Inhibition of Factor XIIIa in a Canine Model of Coronary Thrombosis: Effect on Reperfusion and Acute Reocclusion After Recombinant Tissue-Type Plasminogen Activator

• Published in: Blood Vol. 75; no. 7; pp. 1455 - 1459
• Main Authors: Shebuski, Ronald J., Sitko, Gary R., Claremon, David A., Baldwin, Jack J., Remy, David C., Stern, Andrew M.
• Format: Journal Article
• Language: English
• Published: United States Elsevier Inc 01.04.1990
• Subjects: Animals; Blood Pressure - drug effects; Coronary Circulation - drug effects; Coronary Disease - drug therapy; Coronary Thrombosis - drug therapy; Coronary Thrombosis - physiopathology; Coronary Vessels - physiology; Disease Models, Animal; Dogs; Electric Stimulation; Female; Male; Myocardial Reperfusion; Recombinant Proteins - therapeutic use; Thiadiazoles - blood; Thiadiazoles - pharmacokinetics; Thiadiazoles - therapeutic use; Tissue Plasminogen Activator - therapeutic use; Transglutaminases - antagonists & inhibitors
• ISSN: 0006-4971; 1528-0020
• DOI: 10.1182/blood.V75.7.1455.1455

The effect of inhibition of factor XIIIa with 2-(l-acetonylthio)-5-methylthiazolo[2,3-b]1,3,4-thiadiazolium perchlorate (L-722,151) on coronary thrombolysis and reocclusion was studied in an acute dog model of electrically induced coronary thrombosis.
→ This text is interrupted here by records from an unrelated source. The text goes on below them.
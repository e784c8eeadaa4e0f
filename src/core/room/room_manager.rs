//=========================================================================
// Room Manager
//=========================================================================
//
// Owns every registered room and remembers which one the game starts
// in.
//
// Rooms are stored in a HashMap by key. A room keeps its objects and
// state while another room runs, so switching back resumes it where it
// was left.
//
//=========================================================================

//=== External Dependencies ===============================================

use std::collections::HashMap;
use std::fmt::Debug;
use std::hash::Hash;

use log::{debug, warn};

//=== Internal Dependencies ===============================================

use super::Room;

//=== Room Key Trait ======================================================

/// Marker trait for room identifiers.
///
/// Room keys uniquely identify rooms in the game. Typically implemented
/// by game-specific enums.
pub trait RoomKey: Clone + Copy + Eq + Hash + Debug + Send + 'static {}

//=== Room Manager ========================================================

pub(crate) struct RoomManager<R: RoomKey> {
    rooms: HashMap<R, Room<R>>,
    start: Option<R>,
}

impl<R: RoomKey> RoomManager<R> {
    //--- Construction -----------------------------------------------------

    pub(crate) fn new() -> Self {
        Self {
            rooms: HashMap::new(),
            start: None,
        }
    }

    //--- Registration -----------------------------------------------------

    pub(crate) fn register_room(&mut self, key: R, room: Room<R>) {
        if self.rooms.insert(key, room).is_some() {
            warn!("Room {:?} was already registered and has been replaced", key);
        }
    }

    /// Registers a room and makes it the one the game starts in.
    pub(crate) fn register_start_room(&mut self, key: R, room: Room<R>) {
        self.register_room(key, room);
        if let Some(previous) = self.start.replace(key) {
            if previous != key {
                warn!("Start room changed from {:?} to {:?}", previous, key);
            }
        }
        debug!("Registered room {:?} as start room", key);
    }

    pub(crate) fn start_key(&self) -> Option<R> {
        self.start
    }

    //--- Access -----------------------------------------------------------

    pub(crate) fn contains(&self, key: R) -> bool {
        self.rooms.contains_key(&key)
    }

    pub(crate) fn get(&self, key: R) -> Option<&Room<R>> {
        self.rooms.get(&key)
    }

    pub(crate) fn get_mut(&mut self, key: R) -> Option<&mut Room<R>> {
        self.rooms.get_mut(&key)
    }

    pub(crate) fn len(&self) -> usize {
        self.rooms.len()
    }
}

impl<R: RoomKey> Default for RoomManager<R> {
    fn default() -> Self {
        Self::new()
    }
}

//=========================================================================
// Unit Tests
//=========================================================================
L-722, 151 (0.1 mg/kg/min intravenously [IV] or placebo was administered 15 minutes before current initiation (150 μA) and for the duration of the experiment (270 minutes). Fifteen minutes after thrombus formation, heparin (300 U/kg, IV) was administered, followed 45 minutes later by recombinant tissue-type plasminogen activator (tPA) (10 μg/kg/min, IV for 90 minutes). Placebo-treated animals thrombosed at 48.9 ±8.1 minutes (mean ± SEM) and reperfused in response to tPA at 49.1 ± 9.3 minutes. L-722, 151 pretreated animals thrombosed at 44.4 ± 9.7 minutes and reperfused in response to tPA at 16.4 ± 2.8 minutes (P < .05 v vehicle). Furthermore, residual thrombus mass was reduced by L-722, 151 from 6.9 ± 1.9 mg in placebo-treated animals to 1.7 ± 0.6 mg (P < .05 v vehicle). Acute reocclusion occurred in 86% of placebo and in 75% of L-722, 151-treated animals. The incidence of tPA-induced reperfusion in L-722, 151-treated dogs was 100% (8 of 8), whereas only 70% (7 of 10) of placebo-treated dogs reperfused. These results demonstrate that pretreatment with L-722, 151 hastens reperfusion time threefold and reduces residual thrombus mass. These effects occurred with no change in systemic blood pressure in response to L-722,151. When L-722,151 was administered 15 minutes after thrombus formation in a separate group of dogs (n = 5), no beneficial effect on thrombolysis time or thrombus mass was observed. Thus, the specific factor XIIIa catalyzed crosslinking reaction(s), which may determine(s) resistance to plasmin-mediated fibrin degradation, occur(s) rapidly. Inhibition of this cross-linking by pretreatment with L-722,151 promotes tPA-induced thrombolysis.